Justificação: O Brasil usa 10,9 kg de agrotóxicos para cada hectare de lavoura (10 mil m²). Já os EUA usam 2,85 kg/ha; a China, 1,9 kg/ha. Em 2021, foram usados no Brasil 3,31 kg de agrotóxicos por pessoa.
Anualmente são usados no mundo aproximadamente 2,5 milhões de toneladas de agrotóxicos. O consumo anual de agrotóxicos no Brasil tem sido superior a 300 mil toneladas de produtos comerciais. Expresso em quantidade de ingrediente ativo (i.a.), são consumidas anualmente cerca de 130 mil toneladas no país; representando um aumento no consumo de agrotóxicos de 700% nos últimos quarenta anos, enquanto a área agrícola aumentou 78% nesse período.
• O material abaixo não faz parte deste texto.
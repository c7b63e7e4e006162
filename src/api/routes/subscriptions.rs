//! Subscription registry logic (component G): register, inspect, list, and
//! delete webhook subscriptions against a glob pattern.
//!
//! Subscriptions share the stream path namespace rather than a dedicated
//! URL prefix — `PUT /**?subscription=S1` registers against pattern `/**`
//! the same way `PUT /**` would create a stream at that path — so these
//! are plain functions dispatched from `api::routes::streams`'s PUT/GET/
//! DELETE handlers based on the presence of a `subscription`/
//! `subscriptions` query parameter, not axum handlers in their own right.

use axum::Json;
use axum::http::StatusCode;
use axum::response::{IntoResponse, Response};
use serde::{Deserialize, Serialize};

use crate::api::server::AppState;
use crate::api::types::ApiError;
use crate::utils::crypto;

#[derive(Debug, Deserialize)]
pub struct RegisterBody {
    pub webhook: String,
    pub description: Option<String>,
}

#[derive(Debug, Serialize)]
pub struct SubscriptionView {
    pub subscription_id: String,
    pub pattern: String,
    pub webhook: String,
    pub webhook_secret: String,
    pub description: Option<String>,
}

impl From<crate::subscriptions::Subscription> for SubscriptionView {
    fn from(s: crate::subscriptions::Subscription) -> Self {
        Self { subscription_id: s.subscription_id, pattern: s.pattern, webhook: s.webhook_url, webhook_secret: s.webhook_secret, description: s.description }
    }
}

pub async fn register(state: &AppState, pattern: &str, subscription_id: &str, body: &[u8]) -> Result<Response, ApiError> {
    let body: RegisterBody =
        serde_json::from_slice(body).map_err(|_| ApiError::bad_request("INVALID_REQUEST", "invalid subscription registration body"))?;

    let (sub, created) = state
        .subscriptions
        .register(subscription_id, pattern, &body.webhook, body.description, || crypto::encode_hex(&crypto::generate_signing_key()))?;

    let status = if created { StatusCode::CREATED } else { StatusCode::OK };
    Ok((status, Json(SubscriptionView::from(sub))).into_response())
}

pub fn get(state: &AppState, subscription_id: &str) -> Result<Response, ApiError> {
    let sub = state.subscriptions.get(subscription_id).ok_or_else(|| ApiError::not_found("subscription not found"))?;
    Ok(Json(SubscriptionView::from(sub)).into_response())
}

pub fn list(state: &AppState) -> Response {
    let items: Vec<SubscriptionView> = state.subscriptions.list().into_iter().map(SubscriptionView::from).collect();
    Json(items).into_response()
}

pub fn delete(state: &AppState, subscription_id: &str) -> Response {
    state.subscriptions.delete(subscription_id);
    StatusCode::NO_CONTENT.into_response()
}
O consumo desses produtos difere nas várias regiões do país, nas quais se misturam atividades agrícolas intensivas e tradicionais, e nestas últimas não incorporaram o uso intensivo de produtos químicos. Os agrotóxicos têm sido mais usados nas regiões Sudeste (cerca de 38%), Sul (31%) e Centro-Oeste (23%). Na região Norte o consumo de agrotóxicos é, comparativamente, muito pequeno (pouco mais de 1%), enquanto na região Nordeste (aproximadamente 6%) uma grande quantidade concentra-se, principalmente, nas áreas de agricultura irrigada. O consumo de agrotóxicos na região Centro-Oeste aumentou nas décadas de 70 e 80 devido à ocupação dos Cerrados e continua crescendo pelo aumento da área plantada de soja e algodão naquela região. Os estados que mais se destacam quanto à utilização de agrotóxicos são São Paulo (25%), Paraná (16%), Minas Gerais (12%), Rio Grande do Sul (12%), Mato Grosso (9%), Goiás (8%) e Mato Grosso do Sul (5%).
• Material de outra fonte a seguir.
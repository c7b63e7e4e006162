//! Producer ledger (component E): Kafka-style per-(stream,producer) epoch+seq
//! validation with commit-after-success discipline.
//!
//! The per-stream write lock held by [`super::store::StreamStore`] across the
//! whole validate→append→commit sequence already provides the ordering the
//! spec asks of a dedicated per-`(path, producer_id)` lock, so the ledger
//! itself is plain synchronous state keyed by `producer_id` within a stream.

use std::collections::HashMap;

/// Committed state for one producer writing to one stream.
#[derive(Debug, Clone, Copy)]
pub struct ProducerState {
    pub epoch: u64,
    pub last_seq: u64,
    pub last_updated_ms: i64,
}

/// Outcome of validating an incoming `(epoch, seq)` against a producer's
/// current ledger state.
#[derive(Debug, Clone, Copy, PartialEq, Eq)]
pub enum ProducerOutcome {
    Accepted { proposed_epoch: u64, proposed_seq: u64 },
    Duplicate { last_seq: u64 },
    StaleEpoch { current_epoch: u64 },
    SequenceGap { expected: u64, received: u64 },
    InvalidEpochSeq,
}

/// Validate an incoming `(epoch, seq)` against the ledger's current entry
/// for `producer_id`. Does not mutate; callers commit only after a
/// successful append via [`commit`].
pub fn validate(
    ledger: &HashMap<String, ProducerState>,
    producer_id: &str,
    epoch: u64,
    seq: u64,
) -> ProducerOutcome {
    match ledger.get(producer_id) {
        None => {
            if seq == 0 {
                ProducerOutcome::Accepted { proposed_epoch: epoch, proposed_seq: 0 }
            } else {
                ProducerOutcome::SequenceGap { expected: 0, received: seq }
            }
        }
        Some(state) => {
            if epoch < state.epoch {
                ProducerOutcome::StaleEpoch { current_epoch: state.epoch }
            } else if epoch > state.epoch {
                if seq != 0 {
                    ProducerOutcome::InvalidEpochSeq
                } else {
                    ProducerOutcome::Accepted { proposed_epoch: epoch, proposed_seq: 0 }
                }
            } else if seq <= state.last_seq {
                ProducerOutcome::Duplicate { last_seq: state.last_seq }
            } else if seq == state.last_seq + 1 {
                ProducerOutcome::Accepted { proposed_epoch: epoch, proposed_seq: seq }
            } else {
                ProducerOutcome::SequenceGap { expected: state.last_seq + 1, received: seq }
            }
        }
    }
}

/// Commit a proposed state returned by [`validate`]'s `Accepted` variant.
/// Only called after the corresponding append has succeeded.
pub fn commit(
    ledger: &mut HashMap<String, ProducerState>,
    producer_id: &str,
    proposed_epoch: u64,
    proposed_seq: u64,
    now_ms: i64,
) {
    ledger.insert(
        producer_id.to_string(),
        ProducerState { epoch: proposed_epoch, last_seq: proposed_seq, last_updated_ms: now_ms },
    );
}

/// Producer states untouched for at least `max_age_ms` are eligible for GC
/// (spec: retention ≥ 7 days of inactivity).
pub fn sweep_expired(ledger: &mut HashMap<String, ProducerState>, now_ms: i64, max_age_ms: i64) {
    ledger.retain(|_, state| now_ms - state.last_updated_ms < max_age_ms);
}

#[cfg(test)]
mod tests {
    use super::*;

    fn state(epoch: u64, last_seq: u64) -> ProducerState {
        ProducerState { epoch, last_seq, last_updated_ms: 0 }
    }

    #[test]
    fn new_producer_accepts_seq_zero() {
        let ledger = HashMap::new();
        assert_eq!(
            validate(&ledger, "p1", 0, 0),
            ProducerOutcome::Accepted { proposed_epoch: 0, proposed_seq: 0 }
        );
    }

    #[test]
    fn new_producer_rejects_nonzero_seq() {
        let ledger = HashMap::new();
        assert_eq!(
            validate(&ledger, "p1", 0, 5),
            ProducerOutcome::SequenceGap { expected: 0, received: 5 }
        );
    }

    #[test]
    fn stale_epoch_rejected() {
        let mut ledger = HashMap::new();
        ledger.insert("p1".to_string(), state(2, 0));
        assert_eq!(
            validate(&ledger, "p1", 1, 0),
            ProducerOutcome::StaleEpoch { current_epoch: 2 }
        );
    }

    #[test]
    fn higher_epoch_nonzero_seq_invalid() {
        let mut ledger = HashMap::new();
        ledger.insert("p1".to_string(), state(0, 3));
        assert_eq!(validate(&ledger, "p1", 1, 1), ProducerOutcome::InvalidEpochSeq);
    }

    #[test]
    fn higher_epoch_zero_seq_accepted() {
        let mut ledger = HashMap::new();
        ledger.insert("p1".to_string(), state(0, 3));
        assert_eq!(
            validate(&ledger, "p1", 1, 0),
            ProducerOutcome::Accepted { proposed_epoch: 1, proposed_seq: 0 }
        );
    }

    #[test]
    fn duplicate_same_epoch_lower_or_equal_seq() {
        let mut ledger = HashMap::new();
        ledger.insert("p1".to_string(), state(0, 5));
        assert_eq!(validate(&ledger, "p1", 0, 5), ProducerOutcome::Duplicate { last_seq: 5 });
        assert_eq!(validate(&ledger, "p1", 0, 3), ProducerOutcome::Duplicate { last_seq: 5 });
    }

    #[test]
    fn next_seq_accepted() {
        let mut ledger = HashMap::new();
        ledger.insert("p1".to_string(), state(0, 5));
        assert_eq!(
            validate(&ledger, "p1", 0, 6),
            ProducerOutcome::Accepted { proposed_epoch: 0, proposed_seq: 6 }
        );
    }

    #[test]
    fn gap_same_epoch_rejected() {
        let mut ledger = HashMap::new();
        ledger.insert("p1".to_string(), state(0, 5));
        assert_eq!(
            validate(&ledger, "p1", 0, 8),
            ProducerOutcome::SequenceGap { expected: 6, received: 8 }
        );
    }

    #[test]
    fn commit_then_duplicate_detected() {
        let mut ledger = HashMap::new();
        commit(&mut ledger, "p1", 0, 0, 1000);
        assert_eq!(validate(&ledger, "p1", 0, 0), ProducerOutcome::Duplicate { last_seq: 0 });
    }

    #[test]
    fn sweep_removes_old_entries_only() {
        let mut ledger = HashMap::new();
        ledger.insert("old".to_string(), ProducerState { epoch: 0, last_seq: 0, last_updated_ms: 0 });
        ledger.insert("new".to_string(), ProducerState { epoch: 0, last_seq: 0, last_updated_ms: 1000 });
        sweep_expired(&mut ledger, 1000, 500);
        assert!(!ledger.contains_key("old"));
        assert!(ledger.contains_key("new"));
    }
}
Quanto ao consumo de agrotóxicos, por unidade de área cultivada, a média geral no Brasil passou de 0,8 kg i.a. ha-1, em 1970, para 7,0 kg i.a. ha-1, em 1998. Com relação à quantidade total de ingredientes ativos, as culturas agrícolas brasileiras nas quais mais se aplicam agrotóxicos são: soja, milho, citros, cana-de-açúcar. Com o atual crescimento das áreas com cultura de cana-de-açúcar, o consumo de agrotóxicos no Brasil vem se modificando rapidamente.
O uso de agrotóxico é um problema de saúde pública, que precisa ser enfrentado e que está afetando a vida das futuras gerações. Para cobrar uma redução do uso de agrotóxicos no Brasil, o Instituto Nacional do Câncer – Inca – lançou em abril passado um documento no qual compila dados alarmantes sobre os riscos dessas substâncias para a saúde, tanto para o agricultor, que está em contato direto com o produto, como para o consumidor.
Diante desse cenário, importante a instituição de normas a serem observadas no Estado de Minas Gerais, pelo que se solicita apoio dos deputados na tramitação e aprovação do presente projeto de lei.
– Semelhante proposição foi apresentada anteriormente pelo deputado Charles Santos. Anexe-se ao Projeto de Lei nº 84/2019, nos termos do § 2º do art. 173 do Regimento Interno.